Records for processing:

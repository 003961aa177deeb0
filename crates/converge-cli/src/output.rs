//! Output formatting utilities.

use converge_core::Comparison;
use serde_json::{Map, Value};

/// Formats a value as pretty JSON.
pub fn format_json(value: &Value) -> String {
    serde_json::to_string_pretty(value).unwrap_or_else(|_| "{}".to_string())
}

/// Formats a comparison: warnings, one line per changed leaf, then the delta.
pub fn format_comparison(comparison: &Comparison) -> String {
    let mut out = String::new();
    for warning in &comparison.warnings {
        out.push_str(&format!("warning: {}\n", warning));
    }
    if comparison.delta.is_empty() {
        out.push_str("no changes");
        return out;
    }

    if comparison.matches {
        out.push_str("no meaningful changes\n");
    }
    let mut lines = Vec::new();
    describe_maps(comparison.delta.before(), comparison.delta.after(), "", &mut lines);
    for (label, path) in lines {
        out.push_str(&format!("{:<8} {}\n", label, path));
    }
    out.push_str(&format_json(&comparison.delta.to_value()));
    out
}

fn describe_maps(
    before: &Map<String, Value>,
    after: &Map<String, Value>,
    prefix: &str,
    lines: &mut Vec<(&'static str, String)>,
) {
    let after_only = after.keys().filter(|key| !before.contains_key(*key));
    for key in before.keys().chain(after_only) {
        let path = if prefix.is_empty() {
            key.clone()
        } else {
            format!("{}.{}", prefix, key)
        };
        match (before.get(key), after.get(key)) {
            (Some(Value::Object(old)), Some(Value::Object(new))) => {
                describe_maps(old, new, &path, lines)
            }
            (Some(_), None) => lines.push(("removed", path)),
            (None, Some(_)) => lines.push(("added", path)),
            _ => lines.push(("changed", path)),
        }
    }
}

What the task requires: Lines from the one holding "let mut lines = Vec::new();" through the end of the material above should be output exactly, and all others skipped.

Answer:
    let mut lines = Vec::new();
    describe_maps(comparison.delta.before(), comparison.delta.after(), "", &mut lines);
    for (label, path) in lines {
        out.push_str(&format!("{:<8} {}\n", label, path));
    }
    out.push_str(&format_json(&comparison.delta.to_value()));
    out
}

fn describe_maps(
    before: &Map<String, Value>,
    after: &Map<String, Value>,
    prefix: &str,
    lines: &mut Vec<(&'static str, String)>,
) {
    let after_only = after.keys().filter(|key| !before.contains_key(*key));
    for key in before.keys().chain(after_only) {
        let path = if prefix.is_empty() {
            key.clone()
        } else {
            format!("{}.{}", prefix, key)
        };
        match (before.get(key), after.get(key)) {
            (Some(Value::Object(old)), Some(Value::Object(new))) => {
                describe_maps(old, new, &path, lines)
            }
            (Some(_), None) => lines.push(("removed", path)),
            (None, Some(_)) => lines.push(("added", path)),
            _ => lines.push(("changed", path)),
        }
    }
}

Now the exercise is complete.